INSTRUCTIONS FOR THE TASK: Transcribe the following entries word for word. End with the line where "alive and waits" appears.

MATERIAL SHOWN:
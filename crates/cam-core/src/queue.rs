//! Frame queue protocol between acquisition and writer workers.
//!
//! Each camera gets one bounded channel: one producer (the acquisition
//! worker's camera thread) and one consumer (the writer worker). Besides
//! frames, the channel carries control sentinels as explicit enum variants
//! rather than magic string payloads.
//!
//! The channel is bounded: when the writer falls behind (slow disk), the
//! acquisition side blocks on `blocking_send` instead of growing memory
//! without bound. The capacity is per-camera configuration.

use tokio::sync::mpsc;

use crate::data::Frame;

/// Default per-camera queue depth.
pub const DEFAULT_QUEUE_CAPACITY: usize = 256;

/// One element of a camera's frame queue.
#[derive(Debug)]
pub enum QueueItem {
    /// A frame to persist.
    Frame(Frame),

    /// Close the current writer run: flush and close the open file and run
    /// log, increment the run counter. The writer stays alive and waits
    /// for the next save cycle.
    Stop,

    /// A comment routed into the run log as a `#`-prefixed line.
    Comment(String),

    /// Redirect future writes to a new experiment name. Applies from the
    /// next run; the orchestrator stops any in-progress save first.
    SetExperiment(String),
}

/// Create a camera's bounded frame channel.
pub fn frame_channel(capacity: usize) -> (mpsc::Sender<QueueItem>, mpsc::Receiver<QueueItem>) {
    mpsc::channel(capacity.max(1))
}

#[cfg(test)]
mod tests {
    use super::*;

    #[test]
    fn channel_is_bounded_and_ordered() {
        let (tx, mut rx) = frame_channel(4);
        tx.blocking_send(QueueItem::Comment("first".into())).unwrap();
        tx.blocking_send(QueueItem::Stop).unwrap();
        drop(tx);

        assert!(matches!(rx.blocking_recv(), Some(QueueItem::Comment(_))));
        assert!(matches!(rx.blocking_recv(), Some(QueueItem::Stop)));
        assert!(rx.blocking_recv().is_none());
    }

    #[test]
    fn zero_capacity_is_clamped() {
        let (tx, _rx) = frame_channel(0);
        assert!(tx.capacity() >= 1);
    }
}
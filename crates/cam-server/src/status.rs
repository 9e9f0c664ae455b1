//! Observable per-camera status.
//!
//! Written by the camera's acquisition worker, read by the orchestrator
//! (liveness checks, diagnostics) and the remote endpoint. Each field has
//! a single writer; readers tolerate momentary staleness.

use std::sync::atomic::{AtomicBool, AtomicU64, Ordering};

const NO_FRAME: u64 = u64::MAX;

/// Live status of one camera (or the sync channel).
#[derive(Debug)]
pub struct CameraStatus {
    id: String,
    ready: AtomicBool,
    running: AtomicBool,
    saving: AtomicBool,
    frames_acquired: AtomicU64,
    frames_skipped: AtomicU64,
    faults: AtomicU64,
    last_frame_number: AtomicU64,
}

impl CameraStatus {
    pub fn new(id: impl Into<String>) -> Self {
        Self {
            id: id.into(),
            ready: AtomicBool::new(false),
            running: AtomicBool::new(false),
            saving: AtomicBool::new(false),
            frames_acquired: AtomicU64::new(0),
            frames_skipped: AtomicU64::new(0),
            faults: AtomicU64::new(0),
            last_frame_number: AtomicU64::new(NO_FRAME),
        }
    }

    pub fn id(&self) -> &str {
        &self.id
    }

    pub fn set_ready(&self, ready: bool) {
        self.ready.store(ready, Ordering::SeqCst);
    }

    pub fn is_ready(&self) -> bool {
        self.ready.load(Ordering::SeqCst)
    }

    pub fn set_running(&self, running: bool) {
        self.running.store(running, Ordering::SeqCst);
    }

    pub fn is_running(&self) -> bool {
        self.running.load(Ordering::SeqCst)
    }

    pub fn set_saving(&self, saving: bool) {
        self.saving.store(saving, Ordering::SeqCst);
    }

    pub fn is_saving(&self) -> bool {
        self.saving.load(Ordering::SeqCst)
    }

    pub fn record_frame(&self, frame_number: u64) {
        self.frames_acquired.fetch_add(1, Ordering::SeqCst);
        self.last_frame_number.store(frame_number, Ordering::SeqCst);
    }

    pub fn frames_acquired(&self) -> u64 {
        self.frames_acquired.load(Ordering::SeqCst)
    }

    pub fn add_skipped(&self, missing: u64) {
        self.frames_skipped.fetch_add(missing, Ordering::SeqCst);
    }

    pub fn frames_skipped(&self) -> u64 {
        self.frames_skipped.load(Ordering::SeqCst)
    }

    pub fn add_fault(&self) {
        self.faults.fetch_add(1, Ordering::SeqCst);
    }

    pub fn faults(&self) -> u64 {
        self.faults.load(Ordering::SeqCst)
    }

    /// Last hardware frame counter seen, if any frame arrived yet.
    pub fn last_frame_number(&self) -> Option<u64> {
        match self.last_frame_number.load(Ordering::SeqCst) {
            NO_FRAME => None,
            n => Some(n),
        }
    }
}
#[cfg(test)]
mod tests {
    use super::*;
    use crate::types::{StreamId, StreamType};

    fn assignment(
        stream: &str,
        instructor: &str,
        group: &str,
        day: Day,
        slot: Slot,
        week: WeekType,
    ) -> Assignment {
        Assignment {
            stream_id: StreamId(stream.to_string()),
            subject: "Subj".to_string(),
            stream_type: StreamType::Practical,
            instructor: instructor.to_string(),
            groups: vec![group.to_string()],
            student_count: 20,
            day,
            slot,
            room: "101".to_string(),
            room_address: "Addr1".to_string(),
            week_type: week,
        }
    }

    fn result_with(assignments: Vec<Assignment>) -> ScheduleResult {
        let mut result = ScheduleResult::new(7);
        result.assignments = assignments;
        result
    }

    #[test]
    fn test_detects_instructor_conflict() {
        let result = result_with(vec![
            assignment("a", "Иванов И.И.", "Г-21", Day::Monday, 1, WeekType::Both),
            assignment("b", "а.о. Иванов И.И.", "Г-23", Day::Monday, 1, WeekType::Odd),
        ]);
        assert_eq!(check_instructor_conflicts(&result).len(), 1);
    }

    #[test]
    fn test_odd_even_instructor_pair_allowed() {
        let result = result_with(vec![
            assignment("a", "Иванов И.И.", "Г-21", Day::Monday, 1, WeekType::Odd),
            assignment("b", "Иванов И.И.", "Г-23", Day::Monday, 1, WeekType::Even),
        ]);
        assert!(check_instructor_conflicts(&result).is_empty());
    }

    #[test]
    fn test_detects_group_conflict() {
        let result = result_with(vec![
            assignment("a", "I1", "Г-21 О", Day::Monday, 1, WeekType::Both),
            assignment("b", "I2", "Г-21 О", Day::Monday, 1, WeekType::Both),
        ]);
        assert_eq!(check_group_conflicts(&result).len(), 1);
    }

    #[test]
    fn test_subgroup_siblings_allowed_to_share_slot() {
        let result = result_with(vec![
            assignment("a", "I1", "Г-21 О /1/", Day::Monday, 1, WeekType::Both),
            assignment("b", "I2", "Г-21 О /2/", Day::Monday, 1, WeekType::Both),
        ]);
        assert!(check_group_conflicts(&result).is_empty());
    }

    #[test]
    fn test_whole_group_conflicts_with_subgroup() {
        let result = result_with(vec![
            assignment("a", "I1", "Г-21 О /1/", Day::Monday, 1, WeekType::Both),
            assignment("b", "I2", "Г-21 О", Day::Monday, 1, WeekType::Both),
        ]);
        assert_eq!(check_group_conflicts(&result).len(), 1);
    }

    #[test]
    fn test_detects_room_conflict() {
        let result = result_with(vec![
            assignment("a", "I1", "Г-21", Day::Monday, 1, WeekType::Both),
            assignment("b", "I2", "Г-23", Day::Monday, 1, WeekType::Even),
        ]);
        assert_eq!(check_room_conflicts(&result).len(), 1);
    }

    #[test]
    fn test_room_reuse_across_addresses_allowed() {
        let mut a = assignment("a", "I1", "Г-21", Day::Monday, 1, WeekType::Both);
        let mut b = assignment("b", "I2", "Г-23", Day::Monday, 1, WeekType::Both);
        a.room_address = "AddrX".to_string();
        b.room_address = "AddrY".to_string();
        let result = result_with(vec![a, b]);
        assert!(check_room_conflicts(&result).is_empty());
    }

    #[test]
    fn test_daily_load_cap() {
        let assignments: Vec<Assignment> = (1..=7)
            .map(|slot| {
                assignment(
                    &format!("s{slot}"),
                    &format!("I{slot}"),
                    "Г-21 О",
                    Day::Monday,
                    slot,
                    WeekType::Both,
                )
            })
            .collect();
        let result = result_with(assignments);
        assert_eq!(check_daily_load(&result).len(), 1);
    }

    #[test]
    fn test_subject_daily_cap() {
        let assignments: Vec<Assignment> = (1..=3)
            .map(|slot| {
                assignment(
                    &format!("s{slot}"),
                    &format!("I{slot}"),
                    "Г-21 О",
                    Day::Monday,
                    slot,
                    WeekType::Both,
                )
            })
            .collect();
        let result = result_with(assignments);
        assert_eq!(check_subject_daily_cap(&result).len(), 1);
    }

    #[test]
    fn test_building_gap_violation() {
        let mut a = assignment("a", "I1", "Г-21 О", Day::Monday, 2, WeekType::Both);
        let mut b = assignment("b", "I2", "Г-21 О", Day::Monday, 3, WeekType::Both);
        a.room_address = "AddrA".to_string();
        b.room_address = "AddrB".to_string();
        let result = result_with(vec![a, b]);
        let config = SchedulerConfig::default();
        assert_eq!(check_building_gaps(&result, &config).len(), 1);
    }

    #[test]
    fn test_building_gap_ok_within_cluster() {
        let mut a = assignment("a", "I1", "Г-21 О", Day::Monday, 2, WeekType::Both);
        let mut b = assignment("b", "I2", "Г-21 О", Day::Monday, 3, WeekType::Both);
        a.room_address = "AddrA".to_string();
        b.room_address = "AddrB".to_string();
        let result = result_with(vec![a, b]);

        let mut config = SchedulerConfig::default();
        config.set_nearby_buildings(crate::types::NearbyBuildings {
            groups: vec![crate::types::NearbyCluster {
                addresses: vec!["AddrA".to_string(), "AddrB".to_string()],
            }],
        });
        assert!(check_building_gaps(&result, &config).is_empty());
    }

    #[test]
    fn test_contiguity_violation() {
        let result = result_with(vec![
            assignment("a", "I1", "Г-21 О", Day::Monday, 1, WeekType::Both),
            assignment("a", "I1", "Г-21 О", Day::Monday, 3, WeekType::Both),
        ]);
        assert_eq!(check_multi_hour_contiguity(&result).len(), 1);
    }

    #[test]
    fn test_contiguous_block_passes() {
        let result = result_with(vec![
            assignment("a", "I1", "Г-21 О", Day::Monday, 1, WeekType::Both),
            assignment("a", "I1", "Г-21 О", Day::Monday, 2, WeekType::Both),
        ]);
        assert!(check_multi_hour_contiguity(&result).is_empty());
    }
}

WRITTEN REPLY:
filename crates/cam-core/src/queue.rs
//! Frame queue protocol between acquisition and writer workers.
//!
//! Each camera gets one bounded channel: one producer (the acquisition
//! worker's camera thread) and one consumer (the writer worker). Besides
//! frames, the channel carries control sentinels as explicit enum variants
//! rather than magic string payloads.
//!
//! The channel is bounded: when the writer falls behind (slow disk), the
//! acquisition side blocks on `blocking_send` instead of growing memory
//! without bound. The capacity is per-camera configuration.

use tokio::sync::mpsc;

use crate::data::Frame;

/// Default per-camera queue depth.
pub const DEFAULT_QUEUE_CAPACITY: usize = 256;

/// One element of a camera's frame queue.
#[derive(Debug)]
pub enum QueueItem {
    /// A frame to persist.
    Frame(Frame),

    /// Close the current writer run: flush and close the open file and run
    /// log, increment the run counter. The writer stays alive and waits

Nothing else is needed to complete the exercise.